THE TASK: Look below and pull out each line with the word "FollowUpAnswer".
PROVIDED DATA Block Start
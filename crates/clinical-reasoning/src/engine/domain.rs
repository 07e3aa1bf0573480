use serde::{Deserialize, Deserializer, Serialize};
use serde_json::Value;
use tracing::warn;

use super::matching::normalize;

/// Symptom as posted by the intake UI. Everything except the name is optional and
/// defaulted during sanitation. Fields of the wrong JSON type deserialize as absent
/// so one bad field never rejects the whole list.
#[derive(Debug, Clone, Default, PartialEq, Serialize, Deserialize)]
pub struct SymptomInput {
    #[serde(default, deserialize_with = "lenient_name")]
    pub name: String,
    #[serde(default, deserialize_with = "lenient_number")]
    pub severity: Option<f64>,
    #[serde(default, deserialize_with = "lenient_duration")]
    pub duration: Option<DurationInput>,
    #[serde(default, deserialize_with = "lenient_text")]
    pub progression: Option<String>,
    #[serde(default, deserialize_with = "lenient_text")]
    pub onset: Option<String>,
    #[serde(default, deserialize_with = "lenient_text")]
    pub frequency: Option<String>,
}

impl SymptomInput {
    /// A record from an object or a bare name. Other JSON shapes yield `None`.
    pub fn from_value(value: Value) -> Option<Self> {
        match value {
            Value::String(name) => Some(Self {
                name,
                ..Self::default()
            }),
            object @ Value::Object(_) => serde_json::from_value(object).ok(),
            _ => None,
        }
    }
}

/// `deserialize_with` helper for symptom lists: unusable entries are skipped
/// instead of failing the list.
pub fn lenient_symptom_list<'de, D>(deserializer: D) -> Result<Vec<SymptomInput>, D::Error>
where
    D: Deserializer<'de>,
{
    let entries = match Value::deserialize(deserializer)? {
        Value::Array(entries) => entries,
        Value::Null => Vec::new(),
        other => vec![other],
    };
    Ok(symptom_inputs(entries))
}

pub fn symptom_inputs(entries: Vec<Value>) -> Vec<SymptomInput> {
    entries
        .into_iter()
        .filter_map(|entry| {
            let kind = json_kind(&entry);
            let input = SymptomInput::from_value(entry);
            if input.is_none() {
                warn!(kind, "skipping symptom entry that is not an object or name");
            }
            input
        })
        .collect()
}

fn json_kind(value: &Value) -> &'static str {
    match value {
        Value::Null => "null",
        Value::Bool(_) => "bool",
        Value::Number(_) => "number",
        Value::String(_) => "string",
        Value::Array(_) => "array",
        Value::Object(_) => "object",
    }
}

#[derive(Debug, Clone, Default, PartialEq, Serialize, Deserialize)]
pub struct DurationInput {
    #[serde(default, deserialize_with = "lenient_number")]
    pub value: Option<f64>,
    #[serde(default, deserialize_with = "lenient_text")]
    pub unit: Option<String>,
}

impl DurationInput {
    /// Parse free text such as "2 days", "1 hour" or "3wks".
    fn from_text(raw: &str) -> Option<Self> {
        let raw = raw.trim();
        let split = raw
            .find(|ch: char| !(ch.is_ascii_digit() || ch == '.'))
            .unwrap_or(raw.len());
        let (number, unit) = raw.split_at(split);
        let value = number.parse::<f64>().ok();
        let unit = Some(unit.trim().to_string()).filter(|unit| !unit.is_empty());
        if value.is_none() && unit.is_none() {
            return None;
        }
        Some(Self { value, unit })
    }
}

fn lenient_text<'de, D>(deserializer: D) -> Result<Option<String>, D::Error>
where
    D: Deserializer<'de>,
{
    Ok(match Value::deserialize(deserializer)? {
        Value::String(text) => Some(text),
        Value::Number(number) => Some(number.to_string()),
        _ => None,
    })
}

fn lenient_name<'de, D>(deserializer: D) -> Result<String, D::Error>
where
    D: Deserializer<'de>,
{
    lenient_text(deserializer).map(Option::unwrap_or_default)
}

fn lenient_number<'de, D>(deserializer: D) -> Result<Option<f64>, D::Error>
where
    D: Deserializer<'de>,
{
    Ok(match Value::deserialize(deserializer)? {
        Value::Number(number) => number.as_f64(),
        Value::String(text) => text.trim().parse::<f64>().ok(),
        _ => None,
    }
    .filter(|value| value.is_finite()))
}

fn lenient_duration<'de, D>(deserializer: D) -> Result<Option<DurationInput>, D::Error>
where
    D: Deserializer<'de>,
{
    Ok(match Value::deserialize(deserializer)? {
        object @ Value::Object(_) => serde_json::from_value(object).ok(),
        Value::Number(number) => Some(DurationInput {
            value: number.as_f64(),
            unit: None,
        }),
        Value::String(text) => DurationInput::from_text(&text),
        _ => None,
    })
}

/// Sanitized symptom record consumed by scoring, red-flag detection and follow-ups.
#[derive(Debug, Clone, PartialEq, Serialize, Deserialize)]
pub struct Symptom {
    pub name: String,
    pub key: String,
    pub severity: Severity,
    pub duration: SymptomDuration,
    pub progression: Progression,
    pub onset: Onset,
    #[serde(default, skip_serializing_if = "Option::is_none")]
    pub frequency: Option<String>,
}

impl Symptom {
    /// Build a symptom with the intake defaults for everything but name and severity.
    pub fn new(name: impl Into<String>, severity: u8) -> Self {
        let name = name.into();
        let key = normalize(&name);
        Self {
            name,
            key,
            severity: Severity::from(severity),
            duration: SymptomDuration::default(),
            progression: Progression::default(),
            onset: Onset::default(),
            frequency: None,
        }
    }

    pub fn with_duration(mut self, value: u32, unit: DurationUnit) -> Self {
        self.duration = SymptomDuration::new(value, unit);
        self
    }

    pub fn with_progression(mut self, progression: Progression) -> Self {
        self.progression = progression;
        self
    }

    pub fn with_onset(mut self, onset: Onset) -> Self {
        self.onset = onset;
        self
    }

    pub fn with_frequency(mut self, frequency: impl Into<String>) -> Self {
        self.frequency = Some(frequency.into());
        self
    }

    pub fn is_worsening(&self) -> bool {
        self.progression == Progression::Worsening
    }

    pub fn is_sudden(&self) -> bool {
        self.onset == Onset::Sudden
    }
}

/// Ordinal severity, always within `[1, 5]`.
#[derive(Debug, Clone, Copy, PartialEq, Eq, PartialOrd, Ord, Hash, Serialize, Deserialize)]
#[serde(from = "u8", into = "u8")]
pub struct Severity(u8);

impl Severity {
    pub const MIN: u8 = 1;
    pub const MAX: u8 = 5;
    /// Used whenever a report omits severity entirely.
    pub const MODAL: Severity = Severity(3);

    /// Missing or non-finite values fall back to the modal severity; everything
    /// else is rounded and clamped into range.
    pub fn from_reported(raw: Option<f64>) -> Self {
        match raw {
            Some(value) if value.is_finite() => {
                let clamped = value.round().clamp(Self::MIN as f64, Self::MAX as f64);
                Severity(clamped as u8)
            }
            _ => Self::MODAL,
        }
    }

    pub const fn value(self) -> u8 {
        self.0
    }

    pub fn is_high(self) -> bool {
        self.0 >= 4
    }

    pub fn is_extreme(self) -> bool {
        self.0 == Self::MAX
    }

    pub const fn label(self) -> &'static str {
        match self.0 {
            1 => "mild",
            2 => "moderate",
            3 => "severe",
            4 => "very severe",
            _ => "extreme",
        }
    }
}

impl Default for Severity {
    fn default() -> Self {
        Self::MODAL
    }
}

impl From<u8> for Severity {
    fn from(value: u8) -> Self {
        Severity(value.clamp(Self::MIN, Self::MAX))
    }
}

impl From<Severity> for u8 {
    fn from(value: Severity) -> Self {
        value.0
    }
}

#[derive(Debug, Clone, Copy, PartialEq, Eq, Serialize, Deserialize)]
pub struct SymptomDuration {
    pub value: u32,
    pub unit: DurationUnit,
}

impl SymptomDuration {
    pub fn new(value: u32, unit: DurationUnit) -> Self {
        Self {
            value: value.max(1),
            unit,
        }
    }

    pub(crate) fn from_reported(input: Option<&DurationInput>) -> Self {
        let Some(input) = input else {
            return Self::default();
        };

        let value = input
            .value
            .filter(|value| value.is_finite() && *value >= 1.0)
            .map(|value| value.round().min(u32::MAX as f64) as u32)
            .unwrap_or(1);
        let unit = input
            .unit
            .as_deref()
            .and_then(DurationUnit::parse)
            .unwrap_or_default();

        Self::new(value, unit)
    }
}

impl Default for SymptomDuration {
    fn default() -> Self {
        Self::new(1, DurationUnit::Days)
    }
}

#[derive(Debug, Clone, Copy, Default, PartialEq, Eq, Serialize, Deserialize)]
#[serde(rename_all = "snake_case")]
pub enum DurationUnit {
    Hours,
    #[default]
    Days,
    Weeks,
}

impl DurationUnit {
    pub fn parse(raw: &str) -> Option<Self> {
        match raw.trim().to_ascii_lowercase().as_str() {
            "h" | "hr" | "hrs" | "hour" | "hours" => Some(Self::Hours),
            "d" | "day" | "days" => Some(Self::Days),
            "w" | "wk" | "wks" | "week" | "weeks" => Some(Self::Weeks),
            _ => None,
        }
    }
}

#[derive(Debug, Clone, Copy, Default, PartialEq, Eq, Serialize, Deserialize)]
#[serde(rename_all = "snake_case")]
pub enum Progression {
    Improving,
    #[default]
    Stable,
    Worsening,
}

impl Progression {
    pub fn parse(raw: &str) -> Option<Self> {
        match raw.trim().to_ascii_lowercase().as_str() {
            "improving" | "better" => Some(Self::Improving),
            "stable" | "same" | "unchanged" => Some(Self::Stable),
            "worsening" | "worse" => Some(Self::Worsening),
            _ => None,
        }
    }
}

#[derive(Debug, Clone, Copy, Default, PartialEq, Eq, Serialize, Deserialize)]
#[serde(rename_all = "snake_case")]
pub enum Onset {
    Sudden,
    #[default]
    Gradual,
}

impl Onset {
    pub fn parse(raw: &str) -> Option<Self> {
        match raw.trim().to_ascii_lowercase().as_str() {
            "sudden" | "acute" => Some(Self::Sudden),
            "gradual" => Some(Self::Gradual),
            _ => None,
        }
    }
}

/// Optional caller-supplied context. Carried through to the caller; scoring does
/// not read it.
#[derive(Debug, Clone, Default, PartialEq, Serialize, Deserialize)]
pub struct PatientContext {
    #[serde(default)]
    pub age: Option<u8>,
    #[serde(default)]
    pub sex: Option<String>,
    #[serde(default)]
    pub history: Vec<String>,
    #[serde(default)]
    pub answers: Vec<FollowUpResponse>,
}

/// `deserialize_with` helper: a malformed context is dropped, never fatal.
pub fn lenient_context<'de, D>(deserializer: D) -> Result<Option<PatientContext>, D::Error>
where
    D: Deserializer<'de>,
{
    let value = Value::deserialize(deserializer)?;
    if value.is_null() {
        return Ok(None);
    }
    match serde_json::from_value(value) {
        Ok(context) => Ok(Some(context)),
        Err(err) => {
            warn!(error = %err, "ignoring malformed patient context");
            Ok(None)
        }
    }
}

/// Answer shape per follow-up question type.
#[derive(Debug, Clone, PartialEq, Serialize, Deserialize)]
#[serde(tag = "type", content = "value", rename_all = "snake_case")]
pub enum FollowUpAnswer {
    YesNo(bool),
    Select(String),
    Scale(u8),
}

#[derive(Debug, Clone, PartialEq, Serialize, Deserialize)]
pub struct FollowUpResponse {
    pub question_id: String,
    pub answer: FollowUpAnswer,
}

/// Intrinsic ceiling urgency of a knowledge-base condition.
#[derive(Debug, Clone, Copy, PartialEq, Eq, PartialOrd, Ord, Serialize, Deserialize)]
#[serde(rename_all = "kebab-case")]
pub enum ConditionUrgency {
    SelfCare,
    Soon,
    Urgent,
    Emergency,
}

impl ConditionUrgency {
    pub const fn label(self) -> &'static str {
        match self {
            ConditionUrgency::SelfCare => "self-care",
            ConditionUrgency::Soon => "soon",
            ConditionUrgency::Urgent => "urgent",
            ConditionUrgency::Emergency => "emergency",
        }
    }
}

/// Urgency tier reported to the user, ordered by required speed of care.
#[derive(Debug, Clone, Copy, PartialEq, Eq, PartialOrd, Ord, Hash, Serialize, Deserialize)]
#[serde(rename_all = "kebab-case")]
pub enum OverallUrgency {
    SelfCare,
    ScheduleVisit,
    UrgentCare,
    Emergency,
}

impl OverallUrgency {
    pub const fn label(self) -> &'static str {
        match self {
            OverallUrgency::SelfCare => "self-care",
            OverallUrgency::ScheduleVisit => "schedule-visit",
            OverallUrgency::UrgentCare => "urgent-care",
            OverallUrgency::Emergency => "emergency",
        }
    }
}

impl From<ConditionUrgency> for OverallUrgency {
    fn from(value: ConditionUrgency) -> Self {
        match value {
            ConditionUrgency::Emergency => OverallUrgency::Emergency,
            ConditionUrgency::Urgent => OverallUrgency::UrgentCare,
            ConditionUrgency::Soon => OverallUrgency::ScheduleVisit,
            ConditionUrgency::SelfCare => OverallUrgency::SelfCare,
        }
    }
}

#[derive(Debug, Clone, Copy, PartialEq, Eq, PartialOrd, Ord, Serialize, Deserialize)]
#[serde(rename_all = "snake_case")]
pub enum RedFlagSeverity {
    Warning,
    Danger,
    Critical,
}

impl RedFlagSeverity {
    pub const fn label(self) -> &'static str {
        match self {
            RedFlagSeverity::Warning => "warning",
            RedFlagSeverity::Danger => "danger",
            RedFlagSeverity::Critical => "critical",
        }
    }
}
PROVIDED DATA Block End
ANSWER TO THIS EXERCISE:
pub enum FollowUpAnswer {
    pub answer: FollowUpAnswer,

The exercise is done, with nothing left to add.